Find "Ok(rate) if rate" and "services.engine.custom_rate(amount, &target, user_rate).await" in the records below. Copy the lines holding them and every line between, exactly, and no others.
* * * *
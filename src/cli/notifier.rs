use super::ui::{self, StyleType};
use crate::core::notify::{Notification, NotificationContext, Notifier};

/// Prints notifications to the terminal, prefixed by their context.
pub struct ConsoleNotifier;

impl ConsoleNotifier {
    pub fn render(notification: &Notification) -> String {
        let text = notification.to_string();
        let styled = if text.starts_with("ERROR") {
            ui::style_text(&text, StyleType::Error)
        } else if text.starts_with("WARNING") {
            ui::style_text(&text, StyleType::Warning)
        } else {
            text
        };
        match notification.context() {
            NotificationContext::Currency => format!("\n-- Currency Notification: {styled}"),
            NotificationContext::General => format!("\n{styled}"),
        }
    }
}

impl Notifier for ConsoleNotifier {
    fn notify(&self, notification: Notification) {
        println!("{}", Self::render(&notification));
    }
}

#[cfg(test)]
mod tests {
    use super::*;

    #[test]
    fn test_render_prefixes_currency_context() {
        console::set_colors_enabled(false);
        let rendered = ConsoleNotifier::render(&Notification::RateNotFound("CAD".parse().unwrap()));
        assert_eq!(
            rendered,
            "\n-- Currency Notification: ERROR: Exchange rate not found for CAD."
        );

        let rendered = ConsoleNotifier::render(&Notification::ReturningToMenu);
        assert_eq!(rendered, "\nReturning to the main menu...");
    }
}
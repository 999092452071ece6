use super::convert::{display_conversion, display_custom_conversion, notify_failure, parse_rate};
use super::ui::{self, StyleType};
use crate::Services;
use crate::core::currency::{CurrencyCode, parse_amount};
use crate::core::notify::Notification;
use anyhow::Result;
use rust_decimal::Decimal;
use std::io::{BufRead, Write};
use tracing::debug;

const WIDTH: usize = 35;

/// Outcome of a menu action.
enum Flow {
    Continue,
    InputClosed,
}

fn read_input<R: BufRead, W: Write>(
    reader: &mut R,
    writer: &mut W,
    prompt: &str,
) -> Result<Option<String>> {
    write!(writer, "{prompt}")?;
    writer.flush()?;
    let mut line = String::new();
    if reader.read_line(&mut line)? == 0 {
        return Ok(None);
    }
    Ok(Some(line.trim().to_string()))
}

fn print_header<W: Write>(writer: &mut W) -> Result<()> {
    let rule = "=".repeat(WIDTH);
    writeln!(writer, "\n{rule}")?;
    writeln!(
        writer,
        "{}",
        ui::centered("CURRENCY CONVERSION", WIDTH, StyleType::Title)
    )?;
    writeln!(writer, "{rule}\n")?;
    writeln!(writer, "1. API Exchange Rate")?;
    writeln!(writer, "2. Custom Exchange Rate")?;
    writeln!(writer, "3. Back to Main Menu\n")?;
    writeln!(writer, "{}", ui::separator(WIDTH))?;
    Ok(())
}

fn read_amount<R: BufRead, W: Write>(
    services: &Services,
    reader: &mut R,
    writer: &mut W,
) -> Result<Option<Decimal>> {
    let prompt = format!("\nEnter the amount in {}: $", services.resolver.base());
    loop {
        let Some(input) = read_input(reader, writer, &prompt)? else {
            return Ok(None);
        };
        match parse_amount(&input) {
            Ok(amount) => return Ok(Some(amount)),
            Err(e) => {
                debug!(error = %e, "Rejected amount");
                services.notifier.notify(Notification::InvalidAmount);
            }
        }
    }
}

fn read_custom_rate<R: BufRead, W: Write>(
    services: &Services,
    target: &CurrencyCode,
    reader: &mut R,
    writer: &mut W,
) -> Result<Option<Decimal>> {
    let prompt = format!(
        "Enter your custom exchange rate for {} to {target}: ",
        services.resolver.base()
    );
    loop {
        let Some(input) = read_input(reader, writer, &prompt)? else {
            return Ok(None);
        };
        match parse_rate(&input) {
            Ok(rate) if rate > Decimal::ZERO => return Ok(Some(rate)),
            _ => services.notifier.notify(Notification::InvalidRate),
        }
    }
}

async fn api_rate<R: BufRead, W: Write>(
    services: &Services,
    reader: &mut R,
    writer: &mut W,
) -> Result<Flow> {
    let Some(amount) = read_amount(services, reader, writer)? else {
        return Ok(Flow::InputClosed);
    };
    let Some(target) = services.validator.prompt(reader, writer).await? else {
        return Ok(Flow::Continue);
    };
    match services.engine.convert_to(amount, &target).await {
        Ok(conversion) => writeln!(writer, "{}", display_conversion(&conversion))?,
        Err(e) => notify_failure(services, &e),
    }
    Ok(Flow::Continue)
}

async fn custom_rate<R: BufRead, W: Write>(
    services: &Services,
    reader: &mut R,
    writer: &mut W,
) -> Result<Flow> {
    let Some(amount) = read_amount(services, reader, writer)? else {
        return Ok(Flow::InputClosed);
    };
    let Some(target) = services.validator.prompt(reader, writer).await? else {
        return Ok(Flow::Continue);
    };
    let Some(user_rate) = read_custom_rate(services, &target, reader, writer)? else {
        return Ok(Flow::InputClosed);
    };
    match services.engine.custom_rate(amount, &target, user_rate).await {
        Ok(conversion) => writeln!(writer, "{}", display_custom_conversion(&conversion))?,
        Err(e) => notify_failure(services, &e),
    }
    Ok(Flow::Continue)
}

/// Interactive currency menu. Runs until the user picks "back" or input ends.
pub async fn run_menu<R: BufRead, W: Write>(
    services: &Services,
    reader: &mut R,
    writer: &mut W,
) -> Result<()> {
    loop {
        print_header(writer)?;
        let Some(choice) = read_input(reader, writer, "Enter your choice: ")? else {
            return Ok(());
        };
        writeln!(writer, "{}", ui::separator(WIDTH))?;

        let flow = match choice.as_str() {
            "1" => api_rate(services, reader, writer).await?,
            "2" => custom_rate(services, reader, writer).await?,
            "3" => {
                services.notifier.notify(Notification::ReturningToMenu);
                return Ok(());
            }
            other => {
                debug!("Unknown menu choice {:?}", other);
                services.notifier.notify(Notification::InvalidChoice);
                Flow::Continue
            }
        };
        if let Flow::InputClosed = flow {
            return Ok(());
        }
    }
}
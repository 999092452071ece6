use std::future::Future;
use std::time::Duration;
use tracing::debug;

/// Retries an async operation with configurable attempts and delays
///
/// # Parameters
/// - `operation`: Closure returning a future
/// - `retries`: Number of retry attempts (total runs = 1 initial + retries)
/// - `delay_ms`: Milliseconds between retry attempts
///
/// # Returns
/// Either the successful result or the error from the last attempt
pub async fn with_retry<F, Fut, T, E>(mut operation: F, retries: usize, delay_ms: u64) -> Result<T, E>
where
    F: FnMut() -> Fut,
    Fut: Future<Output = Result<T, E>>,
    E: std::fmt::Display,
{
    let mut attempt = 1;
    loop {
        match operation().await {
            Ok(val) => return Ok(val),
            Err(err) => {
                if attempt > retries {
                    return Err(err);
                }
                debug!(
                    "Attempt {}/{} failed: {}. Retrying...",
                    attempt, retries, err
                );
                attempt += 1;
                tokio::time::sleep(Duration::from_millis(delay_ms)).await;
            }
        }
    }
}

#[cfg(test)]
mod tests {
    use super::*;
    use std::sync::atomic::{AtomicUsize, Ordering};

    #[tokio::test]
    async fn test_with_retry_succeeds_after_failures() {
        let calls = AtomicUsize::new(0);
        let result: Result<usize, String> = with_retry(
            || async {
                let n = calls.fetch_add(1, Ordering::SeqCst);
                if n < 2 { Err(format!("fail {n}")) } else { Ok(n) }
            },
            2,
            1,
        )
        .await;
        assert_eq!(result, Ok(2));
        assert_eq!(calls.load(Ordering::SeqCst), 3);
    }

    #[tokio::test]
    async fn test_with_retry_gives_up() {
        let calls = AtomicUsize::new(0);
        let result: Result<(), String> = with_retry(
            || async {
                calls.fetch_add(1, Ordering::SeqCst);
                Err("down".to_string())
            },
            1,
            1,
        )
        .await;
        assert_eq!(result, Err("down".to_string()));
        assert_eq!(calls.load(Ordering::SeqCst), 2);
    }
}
* * * *
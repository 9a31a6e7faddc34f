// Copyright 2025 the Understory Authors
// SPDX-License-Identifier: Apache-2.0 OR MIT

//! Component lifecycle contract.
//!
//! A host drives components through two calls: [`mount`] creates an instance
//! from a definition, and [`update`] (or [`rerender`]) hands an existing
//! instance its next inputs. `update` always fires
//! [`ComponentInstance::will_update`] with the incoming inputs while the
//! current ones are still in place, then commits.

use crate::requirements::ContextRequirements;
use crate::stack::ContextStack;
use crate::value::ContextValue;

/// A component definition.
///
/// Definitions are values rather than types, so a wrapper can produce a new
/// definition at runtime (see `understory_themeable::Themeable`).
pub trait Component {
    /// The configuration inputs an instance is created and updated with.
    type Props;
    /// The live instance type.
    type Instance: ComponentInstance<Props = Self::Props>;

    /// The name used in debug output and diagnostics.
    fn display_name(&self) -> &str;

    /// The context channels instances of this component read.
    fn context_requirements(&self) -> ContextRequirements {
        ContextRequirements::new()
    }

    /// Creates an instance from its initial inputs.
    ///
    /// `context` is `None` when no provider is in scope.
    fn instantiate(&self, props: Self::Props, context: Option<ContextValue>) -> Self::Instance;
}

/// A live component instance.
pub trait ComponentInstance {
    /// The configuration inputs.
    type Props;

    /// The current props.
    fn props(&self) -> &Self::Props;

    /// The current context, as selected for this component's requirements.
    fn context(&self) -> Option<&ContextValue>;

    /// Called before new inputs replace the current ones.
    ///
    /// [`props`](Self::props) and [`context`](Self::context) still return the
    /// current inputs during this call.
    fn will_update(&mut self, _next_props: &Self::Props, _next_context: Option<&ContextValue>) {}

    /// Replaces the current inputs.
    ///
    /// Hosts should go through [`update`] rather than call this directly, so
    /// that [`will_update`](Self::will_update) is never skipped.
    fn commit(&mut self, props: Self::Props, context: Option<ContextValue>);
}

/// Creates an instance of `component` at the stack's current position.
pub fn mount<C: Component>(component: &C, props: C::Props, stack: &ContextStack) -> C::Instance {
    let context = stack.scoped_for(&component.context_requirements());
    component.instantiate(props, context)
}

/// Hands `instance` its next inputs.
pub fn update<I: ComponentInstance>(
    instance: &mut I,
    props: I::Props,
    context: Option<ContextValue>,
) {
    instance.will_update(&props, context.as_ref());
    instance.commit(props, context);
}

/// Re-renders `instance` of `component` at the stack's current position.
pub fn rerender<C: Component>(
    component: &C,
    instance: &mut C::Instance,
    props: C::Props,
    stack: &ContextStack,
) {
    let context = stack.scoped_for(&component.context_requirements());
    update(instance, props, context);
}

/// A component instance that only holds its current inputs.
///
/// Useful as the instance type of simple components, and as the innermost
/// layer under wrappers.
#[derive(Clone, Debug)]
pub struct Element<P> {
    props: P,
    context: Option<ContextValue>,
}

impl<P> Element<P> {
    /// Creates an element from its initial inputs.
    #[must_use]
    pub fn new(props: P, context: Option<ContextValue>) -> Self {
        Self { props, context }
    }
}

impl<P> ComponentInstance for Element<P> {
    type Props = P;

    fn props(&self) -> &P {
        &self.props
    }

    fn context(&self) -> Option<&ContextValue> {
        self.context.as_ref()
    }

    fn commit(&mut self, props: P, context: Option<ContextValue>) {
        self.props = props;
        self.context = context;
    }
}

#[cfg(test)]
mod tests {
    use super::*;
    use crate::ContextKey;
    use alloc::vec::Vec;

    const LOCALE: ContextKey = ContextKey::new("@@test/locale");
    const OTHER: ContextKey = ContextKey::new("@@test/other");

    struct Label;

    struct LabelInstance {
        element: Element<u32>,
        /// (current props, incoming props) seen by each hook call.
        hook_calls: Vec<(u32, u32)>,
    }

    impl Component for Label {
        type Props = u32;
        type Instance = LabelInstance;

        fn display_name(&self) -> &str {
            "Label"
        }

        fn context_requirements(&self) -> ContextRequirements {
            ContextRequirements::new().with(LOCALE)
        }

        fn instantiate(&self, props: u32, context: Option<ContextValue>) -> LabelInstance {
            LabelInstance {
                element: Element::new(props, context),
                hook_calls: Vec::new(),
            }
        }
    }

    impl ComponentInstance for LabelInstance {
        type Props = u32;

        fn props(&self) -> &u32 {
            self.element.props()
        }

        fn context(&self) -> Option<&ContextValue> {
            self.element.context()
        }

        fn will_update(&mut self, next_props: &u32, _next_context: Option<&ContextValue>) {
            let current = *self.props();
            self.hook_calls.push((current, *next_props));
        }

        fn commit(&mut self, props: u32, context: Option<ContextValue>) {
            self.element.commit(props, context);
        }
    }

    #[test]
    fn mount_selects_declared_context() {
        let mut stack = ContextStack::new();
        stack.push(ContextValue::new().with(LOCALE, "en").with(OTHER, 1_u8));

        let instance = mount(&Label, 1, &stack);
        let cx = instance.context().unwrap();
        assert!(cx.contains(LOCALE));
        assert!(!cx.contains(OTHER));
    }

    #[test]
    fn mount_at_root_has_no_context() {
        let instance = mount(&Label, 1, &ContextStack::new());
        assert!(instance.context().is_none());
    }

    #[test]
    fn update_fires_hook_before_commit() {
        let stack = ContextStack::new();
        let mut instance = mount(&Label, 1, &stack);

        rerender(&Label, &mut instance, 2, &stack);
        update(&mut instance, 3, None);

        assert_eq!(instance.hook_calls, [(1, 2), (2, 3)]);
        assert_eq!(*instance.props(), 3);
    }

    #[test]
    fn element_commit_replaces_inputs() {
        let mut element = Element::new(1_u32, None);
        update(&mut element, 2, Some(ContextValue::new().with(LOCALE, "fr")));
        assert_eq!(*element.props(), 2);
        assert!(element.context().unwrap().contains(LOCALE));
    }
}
* * * *
* Response area *
            Ok(rate) if rate > Decimal::ZERO => return Ok(Some(rate)),
            _ => services.notifier.notify(Notification::InvalidRate),
        }
    }
}

async fn api_rate<R: BufRead, W: Write>(
    services: &Services,
    reader: &mut R,
    writer: &mut W,
) -> Result<Flow> {
    let Some(amount) = read_amount(services, reader, writer)? else {
        return Ok(Flow::InputClosed);
    };
    let Some(target) = services.validator.prompt(reader, writer).await? else {
        return Ok(Flow::Continue);
    };
    match services.engine.convert_to(amount, &target).await {
        Ok(conversion) => writeln!(writer, "{}", display_conversion(&conversion))?,
        Err(e) => notify_failure(services, &e),
    }
    Ok(Flow::Continue)
}

async fn custom_rate<R: BufRead, W: Write>(
    services: &Services,
    reader: &mut R,
    writer: &mut W,
) -> Result<Flow> {
    let Some(amount) = read_amount(services, reader, writer)? else {
        return Ok(Flow::InputClosed);
    };
    let Some(target) = services.validator.prompt(reader, writer).await? else {
        return Ok(Flow::Continue);
    };
    let Some(user_rate) = read_custom_rate(services, &target, reader, writer)? else {
        return Ok(Flow::InputClosed);
    };
    match services.engine.custom_rate(amount, &target, user_rate).await {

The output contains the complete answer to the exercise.